Against this order, at the instance of the appellant, a case was stated to the Bombay High Court for its opinion on the following two questions :
(i) Whether on the facts and in the circumstances of the case, the sum of Rs. 2,09,114 was assessable in the hands of the assessee as its income.
(ii) If the answer to question (i) is in the affirmative whether the said sum is an allowable deduction from the assessee's income under S. 10 (2) (xv) of the Act.
The Judgment of the High Court shows that it was inclined to decide the questions in favour of the appellant, but at the instance of the Managing Agent the Appellate Tribunal was directed to submit a supplementary statement.
(2.)No fresh evidence was led before the Tribunal but it appears that some emphasis was laid on a letter of the Managing Agent dated September 18, 1951, sent to the Income-tax Officer.
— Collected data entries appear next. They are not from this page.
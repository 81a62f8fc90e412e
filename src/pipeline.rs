//! End-to-end label processing.
//!
//! Runs the resolver, the removal-condition evaluator and the remover in
//! that order over a caller-owned table, and returns everything the
//! training step needs along with an audit report.

use chrono::{DateTime, Utc};
use serde::{Deserialize, Serialize};
use uuid::Uuid;

use crate::error::{LabelError, LabelResult, ValidationError};
use crate::inference::{AttributeMatrix, LabelPriority};
use crate::removal::{apply_removals, RemovalDecisions, RemovalSummary};
use crate::shard::{resolve_and_evaluate_sharded, ShardConfig};
use crate::table::LabelTable;

/// Pipeline configuration.
///
/// Every field has a default, so `{}` is a valid configuration. The
/// pipeline always resolves with the default manual > camera > sensor
/// priority because the removal rules are defined by that order; use
/// [`crate::resolve_with_priority`] directly for other orders.
#[derive(Debug, Clone, Default, PartialEq, Eq, Serialize, Deserialize)]
#[serde(default, deny_unknown_fields)]
pub struct PipelineConfig {
    /// Record-range sharding for resolve + evaluate.
    pub shards: ShardConfig,
}

impl PipelineConfig {
    /// Validates the configuration.
    pub fn validate(&self) -> Result<(), ValidationError> {
        self.shards.validate()
    }

    /// Parse and validate a configuration from JSON.
    pub fn from_json(s: &str) -> LabelResult<Self> {
        let config = serde_json::from_str::<Self>(s)
            .map_err(|e| LabelError::internal(format!("deserialize pipeline config: {e}")))?;
        config.validate()?;
        Ok(config)
    }

    /// Serialize the configuration to pretty JSON.
    pub fn to_json_pretty(&self) -> LabelResult<String> {
        serde_json::to_string_pretty(self).map_err(|e| LabelError::internal(format!("serialize pipeline config: {e}")))
    }
}

/// Audit record for one pipeline run.
#[derive(Debug, Clone, PartialEq, Serialize, Deserialize)]
pub struct ResolutionReport {
    /// Unique id of this run.
    pub run_id: Uuid,
    /// When the run finished.
    pub processed_at: DateTime<Utc>,
    /// Records processed.
    pub records: usize,
    /// Shards resolve + evaluate ran on.
    pub shards: usize,
    /// blake3 hex digest of the table before removal.
    pub input_fingerprint: String,
    /// What the remover did.
    pub removals: RemovalSummary,
}

/// Output of a pipeline run.
#[derive(Debug, Clone)]
pub struct ProcessedLabels {
    /// Training label per record.
    pub labels: Vec<String>,
    /// Attribute matrix the decisions were derived from.
    pub matrix: AttributeMatrix,
    /// Removal decisions applied to the table.
    pub decisions: RemovalDecisions,
    /// Audit report.
    pub report: ResolutionReport,
}

/// Resolve → evaluate → remove, under one configuration.
#[derive(Debug, Clone, Default)]
pub struct LabelPipeline {
    config: PipelineConfig,
}

impl LabelPipeline {
    /// Creates a pipeline after validating `config`.
    pub fn new(config: PipelineConfig) -> LabelResult<Self> {
        config.validate()?;
        Ok(Self { config })
    }

    /// Returns the configuration.
    #[must_use]
    pub const fn config(&self) -> &PipelineConfig {
        &self.config
    }

    /// Process `table` in place.
    ///
    /// On success the table has its contradicting sub-labels blanked. On
    /// error the table is left untouched: every failure happens before the
    /// remover runs.
    pub fn run(&self, table: &mut LabelTable) -> LabelResult<ProcessedLabels> {
        let input_fingerprint = table.fingerprint().to_hex().to_string();
        let shards = self.config.shards.plan(table.len()).len();

        let (resolved, decisions) = resolve_and_evaluate_sharded(table, &LabelPriority::default(), &self.config.shards)?;
        let removals = apply_removals(table, &decisions)?;

        let report = ResolutionReport {
            run_id: Uuid::new_v4(),
            processed_at: Utc::now(),
            records: table.len(),
            shards,
            input_fingerprint,
            removals,
        };

        tracing::info!(
            run_id = %report.run_id,
            records = report.records,
            shards = report.shards,
            records_touched = removals.records_touched(),
            cells_cleared = removals.cells_cleared,
            "processed training labels"
        );

        let (labels, matrix) = resolved.into_parts();
        Ok(ProcessedLabels {
            labels,
            matrix,
            decisions,
            report,
        })
    }
}

/// Process `table` in place with the default configuration.
pub fn process_labels(table: &mut LabelTable) -> LabelResult<ProcessedLabels> {
    LabelPipeline::default().run(table)
}
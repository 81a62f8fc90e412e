use serde::{Deserialize, Serialize};

use crate::error::{ensure_len, LabelResult};
use crate::inference::AttributeMatrix;

/// What the remover does to one record.
///
/// Variants are ordered by aggressiveness, so the action for a record with
/// several flags set is the maximum of them.
#[derive(Debug, Clone, Copy, PartialEq, Eq, PartialOrd, Ord, Hash, Default, Serialize, Deserialize)]
#[serde(rename_all = "snake_case")]
pub enum RemovalAction {
    /// Leave the record alone.
    #[default]
    Keep,
    /// Blank the sensor label.
    RemoveSensor,
    /// Blank the camera label.
    RemoveCamera,
    /// Blank both the camera and the sensor label.
    RemoveBoth,
}

impl RemovalAction {
    /// Returns true if this action blanks the sensor label.
    #[must_use]
    pub const fn clears_sensor(&self) -> bool {
        matches!(self, Self::RemoveSensor | Self::RemoveBoth)
    }

    /// Returns true if this action blanks the camera label.
    #[must_use]
    pub const fn clears_camera(&self) -> bool {
        matches!(self, Self::RemoveCamera | Self::RemoveBoth)
    }
}

/// One row of the removal decision table.
#[derive(Clone, Copy)]
pub struct RemovalRule {
    /// Stable rule name for logging.
    pub name: &'static str,
    /// Decision vector this rule feeds.
    pub action: RemovalAction,
    condition: fn(&AttributeMatrix) -> Vec<bool>,
}

impl std::fmt::Debug for RemovalRule {
    fn fmt(&self, f: &mut std::fmt::Formatter<'_>) -> std::fmt::Result {
        f.debug_struct("RemovalRule")
            .field("name", &self.name)
            .field("action", &self.action)
            .finish_non_exhaustive()
    }
}

impl RemovalRule {
    /// Evaluates the rule over every record in one columnar pass.
    #[must_use]
    pub fn evaluate(&self, matrix: &AttributeMatrix) -> Vec<bool> {
        (self.condition)(matrix)
    }
}

/// The removal decision table, evaluated top to bottom.
///
/// Each rule's column is OR-ed into the vector of its action. All rules
/// always run; precedence between vectors is settled by
/// [`RemovalDecisions::action`] and by the remover applying `RemoveBoth`
/// first.
pub const REMOVAL_RULES: [RemovalRule; 4] = [
    RemovalRule {
        name: "manual_contradicts_sensor",
        action: RemovalAction::RemoveSensor,
        condition: manual_contradicts_sensor,
    },
    RemovalRule {
        name: "camera_contradicts_sensor_without_manual",
        action: RemovalAction::RemoveSensor,
        condition: camera_contradicts_sensor_without_manual,
    },
    RemovalRule {
        name: "manual_contradicts_camera",
        action: RemovalAction::RemoveCamera,
        condition: manual_contradicts_camera,
    },
    RemovalRule {
        name: "manual_contradicts_both",
        action: RemovalAction::RemoveBoth,
        condition: manual_contradicts_both,
    },
];

// manualIndices & ~manualSensorMatch
fn manual_contradicts_sensor(m: &AttributeMatrix) -> Vec<bool> {
    m.manual_indices()
        .iter()
        .zip(m.manual_sensor_match())
        .map(|(&manual, &agrees)| manual && !agrees)
        .collect()
}

// ~manualIndices & cameraIndices & ~cameraSensorMatch
fn camera_contradicts_sensor_without_manual(m: &AttributeMatrix) -> Vec<bool> {
    m.manual_indices()
        .iter()
        .zip(m.camera_indices())
        .zip(m.camera_sensor_match())
        .map(|((&manual, &camera), &agrees)| !manual && camera && !agrees)
        .collect()
}

// manualIndices & ~manualCameraMatch
fn manual_contradicts_camera(m: &AttributeMatrix) -> Vec<bool> {
    m.manual_indices()
        .iter()
        .zip(m.manual_camera_match())
        .map(|(&manual, &agrees)| manual && !agrees)
        .collect()
}

// manualIndices & ~manualSensorMatch & ~manualCameraMatch
fn manual_contradicts_both(m: &AttributeMatrix) -> Vec<bool> {
    m.manual_indices()
        .iter()
        .zip(m.manual_sensor_match())
        .zip(m.manual_camera_match())
        .map(|((&manual, &sensor_agrees), &camera_agrees)| manual && !sensor_agrees && !camera_agrees)
        .collect()
}

/// Three aligned decision vectors produced by the evaluator.
///
/// Any combination of flags is accepted. When several are set on the same
/// record the most aggressive one wins, see [`RemovalDecisions::action`].
#[derive(Debug, Clone, PartialEq, Eq, Default, Serialize, Deserialize)]
#[serde(rename_all = "camelCase")]
pub struct RemovalDecisions {
    remove_sensor: Vec<bool>,
    remove_camera: Vec<bool>,
    remove_both: Vec<bool>,
}

impl RemovalDecisions {
    /// Builds decisions from explicit vectors.
    ///
    /// # Errors
    /// `ShapeMismatch` if the vectors differ in length.
    pub fn new(remove_sensor: Vec<bool>, remove_camera: Vec<bool>, remove_both: Vec<bool>) -> LabelResult<Self> {
        let decisions = Self {
            remove_sensor,
            remove_camera,
            remove_both,
        };
        decisions.validate()?;
        Ok(decisions)
    }

    /// Decisions that keep `len` records untouched.
    #[must_use]
    pub fn keep_all(len: usize) -> Self {
        Self {
            remove_sensor: vec![false; len],
            remove_camera: vec![false; len],
            remove_both: vec![false; len],
        }
    }

    /// Validates that all three vectors have the same length.
    pub fn validate(&self) -> LabelResult<()> {
        let len = self.remove_sensor.len();
        ensure_len("removeCamera", len, self.remove_camera.len())?;
        ensure_len("removeBoth", len, self.remove_both.len())?;
        Ok(())
    }

    /// Number of records.
    #[must_use]
    pub fn len(&self) -> usize {
        self.remove_sensor.len()
    }

    /// Returns true if there are no records.
    #[must_use]
    pub fn is_empty(&self) -> bool {
        self.remove_sensor.is_empty()
    }

    /// Sensor-only removal flags.
    #[must_use]
    pub fn remove_sensor(&self) -> &[bool] {
        &self.remove_sensor
    }

    /// Camera-only removal flags.
    #[must_use]
    pub fn remove_camera(&self) -> &[bool] {
        &self.remove_camera
    }

    /// Remove-both flags.
    #[must_use]
    pub fn remove_both(&self) -> &[bool] {
        &self.remove_both
    }

    /// Effective action for one record: RemoveBoth > RemoveCamera >
    /// RemoveSensor > Keep.
    #[must_use]
    pub fn action(&self, index: usize) -> Option<RemovalAction> {
        let flags = [
            (*self.remove_sensor.get(index)?, RemovalAction::RemoveSensor),
            (*self.remove_camera.get(index)?, RemovalAction::RemoveCamera),
            (*self.remove_both.get(index)?, RemovalAction::RemoveBoth),
        ];
        Some(
            flags
                .into_iter()
                .filter_map(|(set, action)| set.then_some(action))
                .max()
                .unwrap_or_default(),
        )
    }

    /// Effective action for every record, in order.
    pub fn actions(&self) -> impl Iterator<Item = RemovalAction> + '_ {
        (0..self.len()).map(|i| self.action(i).unwrap_or_default())
    }

    fn flags_mut(&mut self, action: RemovalAction) -> Option<&mut Vec<bool>> {
        match action {
            RemovalAction::Keep => None,
            RemovalAction::RemoveSensor => Some(&mut self.remove_sensor),
            RemovalAction::RemoveCamera => Some(&mut self.remove_camera),
            RemovalAction::RemoveBoth => Some(&mut self.remove_both),
        }
    }

    pub(crate) fn append(&mut self, mut other: Self) {
        self.remove_sensor.append(&mut other.remove_sensor);
        self.remove_camera.append(&mut other.remove_camera);
        self.remove_both.append(&mut other.remove_both);
    }
}

/// Reduce an attribute matrix to removal decision vectors.
///
/// Runs every rule of [`REMOVAL_RULES`] as one pass over the whole matrix.
/// All applicable vectors are emitted, so a record that contradicts both
/// sub-labels carries `removeSensor`, `removeCamera` and `removeBoth`;
/// the remover resolves that overlap in favour of `removeBoth`.
///
/// # Errors
/// `ShapeMismatch` if the matrix columns differ in length.
pub fn evaluate_removal_conditions(matrix: &AttributeMatrix) -> LabelResult<RemovalDecisions> {
    matrix.validate()?;

    let mut decisions = RemovalDecisions::keep_all(matrix.len());
    for rule in &REMOVAL_RULES {
        let column = rule.evaluate(matrix);
        let Some(target) = decisions.flags_mut(rule.action) else {
            continue;
        };
        for (flag, hit) in target.iter_mut().zip(column) {
            *flag |= hit;
        }
    }

    tracing::debug!(
        records = decisions.len(),
        remove_sensor = decisions.remove_sensor.iter().filter(|v| **v).count(),
        remove_camera = decisions.remove_camera.iter().filter(|v| **v).count(),
        remove_both = decisions.remove_both.iter().filter(|v| **v).count(),
        "evaluated removal conditions"
    );
    Ok(decisions)
}
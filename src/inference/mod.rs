//! Label resolution.
//!
//! Picks one training label per record by source trust and derives the
//! attribute matrix the removal stage works from. Everything here is pure:
//! the caller's table is only read.

mod policies;
mod resolver;

pub use policies::LabelPriority;
pub use resolver::{resolve, resolve_with_priority, AttributeMatrix, AttributeRow, ResolvedLabels};

pub(crate) use resolver::resolve_columns;
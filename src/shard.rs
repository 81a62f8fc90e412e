//! Record-range sharding for large tables.
//!
//! Resolution and evaluation never look across records, so a table can be
//! split into contiguous ranges that are processed on separate threads and
//! stitched back together in range order. Removal write-back stays on the
//! calling thread.

use std::ops::Range;
use std::thread;

use crossbeam_channel::bounded;
use serde::{Deserialize, Serialize};

use crate::error::{ExecutionError, LabelError, LabelResult, ValidationError};
use crate::inference::{resolve_columns, LabelPriority, ResolvedLabels};
use crate::removal::{evaluate_removal_conditions, RemovalDecisions};
use crate::table::{LabelColumns, LabelTable};

/// Sharding configuration.
#[derive(Debug, Clone, PartialEq, Eq, Serialize, Deserialize)]
#[serde(default, deny_unknown_fields)]
pub struct ShardConfig {
    /// Maximum number of worker threads. `1` runs everything inline.
    pub workers: usize,
    /// Tables are only split when every shard gets at least this many records.
    pub min_records_per_shard: usize,
}

impl Default for ShardConfig {
    fn default() -> Self {
        Self {
            workers: 1,
            min_records_per_shard: 16 * 1024,
        }
    }
}

impl ShardConfig {
    /// Validates the configuration.
    pub fn validate(&self) -> Result<(), ValidationError> {
        if self.workers == 0 {
            return Err(ValidationError::InvalidConfig {
                reason: "shards.workers must be at least 1".to_string(),
            });
        }
        if self.min_records_per_shard == 0 {
            return Err(ValidationError::InvalidConfig {
                reason: "shards.min_records_per_shard must be at least 1".to_string(),
            });
        }
        Ok(())
    }

    /// Splits `len` records into contiguous, disjoint ranges covering `0..len`.
    ///
    /// Always returns at least one range; an empty table yields `[0..0]`.
    #[must_use]
    pub fn plan(&self, len: usize) -> Vec<Range<usize>> {
        let by_size = len / self.min_records_per_shard.max(1);
        let shards = self.workers.min(by_size).max(1);
        let chunk = len.div_ceil(shards).max(1);

        let mut ranges = Vec::with_capacity(shards);
        let mut start = 0;
        while start < len {
            let end = (start + chunk).min(len);
            ranges.push(start..end);
            start = end;
        }
        if ranges.is_empty() {
            ranges.push(0..0);
        }
        ranges
    }
}

type ShardOutput = (ResolvedLabels, RemovalDecisions);

/// Resolve labels and evaluate removal conditions, sharded by record range.
///
/// Results are identical to running [`crate::resolve_with_priority`] and
/// [`crate::evaluate_removal_conditions`] over the whole table. When several
/// shards fail, the error of the lowest range is returned, so row numbers
/// are stable across worker counts.
pub fn resolve_and_evaluate_sharded(
    table: &LabelTable,
    priority: &LabelPriority,
    config: &ShardConfig,
) -> LabelResult<(ResolvedLabels, RemovalDecisions)> {
    config.validate()?;
    let ranges = config.plan(table.len());
    if ranges.len() == 1 {
        return run_shard(&table.columns(), priority);
    }

    let shard_count = ranges.len();
    let (tx, rx) = bounded::<(usize, LabelResult<ShardOutput>)>(shard_count);

    let mut slots: Vec<Option<LabelResult<ShardOutput>>> = (0..shard_count).map(|_| None).collect();
    let mut failure: Option<LabelError> = None;

    thread::scope(|scope| {
        let mut handles = Vec::with_capacity(shard_count);
        for (idx, range) in ranges.into_iter().enumerate() {
            let Some(columns) = table.view(range.clone()) else {
                failure = Some(LabelError::internal(format!(
                    "shard range {range:?} outside table of {} records",
                    table.len()
                )));
                break;
            };
            let tx = tx.clone();
            let spawned = thread::Builder::new()
                .name(worker_name(idx))
                .spawn_scoped(scope, move || {
                    tracing::trace!(
                        shard = idx,
                        offset = columns.offset(),
                        records = columns.len(),
                        "processing shard"
                    );
                    if tx.send((idx, run_shard(&columns, priority))).is_err() {
                        tracing::trace!(shard = idx, "result receiver closed before shard finished");
                    }
                });
            match spawned {
                Ok(handle) => handles.push((idx, handle)),
                Err(e) => {
                    failure = Some(LabelError::internal(format!("spawn {}: {e}", worker_name(idx))));
                    break;
                }
            }
        }
        // Close our sender so the receive loop ends once every worker is done.
        drop(tx);

        for (idx, result) in rx.iter() {
            slots[idx] = Some(result);
        }

        for (idx, handle) in handles {
            if handle.join().is_err() && failure.is_none() {
                failure = Some(ExecutionError::WorkerDisconnected { worker: worker_name(idx) }.into());
            }
        }
    });

    if let Some(err) = failure {
        return Err(err);
    }

    let mut merged: ShardOutput = Default::default();
    for (idx, slot) in slots.into_iter().enumerate() {
        let (resolved, decisions) =
            slot.ok_or_else(|| LabelError::from(ExecutionError::WorkerDisconnected { worker: worker_name(idx) }))??;
        merged.0.append(resolved);
        merged.1.append(decisions);
    }
    Ok(merged)
}

fn run_shard(columns: &LabelColumns<'_>, priority: &LabelPriority) -> LabelResult<ShardOutput> {
    let resolved = resolve_columns(columns, priority)?;
    let decisions = evaluate_removal_conditions(&resolved.matrix)?;
    Ok((resolved, decisions))
}

fn worker_name(idx: usize) -> String {
    format!("kyrolabel-shard-{idx}")
}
In this letter the Managing Agent had stated that the only commission which accrued to it was a sum of Rs. 1,00,000 and nothing had been foregone from out of the commission or relinquished. It is also stated that the amount of Rs. 1,00,000 accrued because of the variation of the terms of the Managing Agency Agreement. Reference was also made in the letter to the Balance Sheet of the Managed Company ending December 31, 1950, showing that the paid up capital was rupees 30 lacs, depreciation fund rupees 14 lacs, totalling rupees 44 lacs. As against this sum the Block Account showed a debit of over rupees 48 lacs and it was with the object of strengthening the financial position of the Managed Company and in its interest that the Chairman of the Board of Directors had requested and the Managing Agent had agreed to accept rupees 1 lac as commission. The Income-tax Appellate Tribunal submitted a supplementary Statement of Case dated May 3, 1954 in which it said (1) that there was no oblique motive in accepting Rs. 1,00,000 instead of rupees 3 lacs odd as commission and that the remission was bona fide. It was also remarked that it was not even faintly suggested by the Department that what was given up by the Managing Agent from the commission was done with some dishonest motive; (2) the amount foregone by the Managing Agent was an expenditure incurred wholly and exclusively for the purpose of the business of the Managing Agent; (3) that when the appeal was decided by the Appellate Tribunal it did not have the slightest doubt in its mind that the commission was foregone for business considerations; and (4) that the amount was given up or expended for reasons of commercial expediency. A very significant paragraph in the supplementary Statement of the Case was paragraph 4 which stated :
"It was assumed that what was in the interest of the managed company was in the interest of the managing agent. The interest of the managing agent and the managed company are so to say linked up. If the managed company is put on a sounder position, not only the share-holders of the managed company benefit, but also the managing agent, inasmuch as the managing agent would get a larger commission in future."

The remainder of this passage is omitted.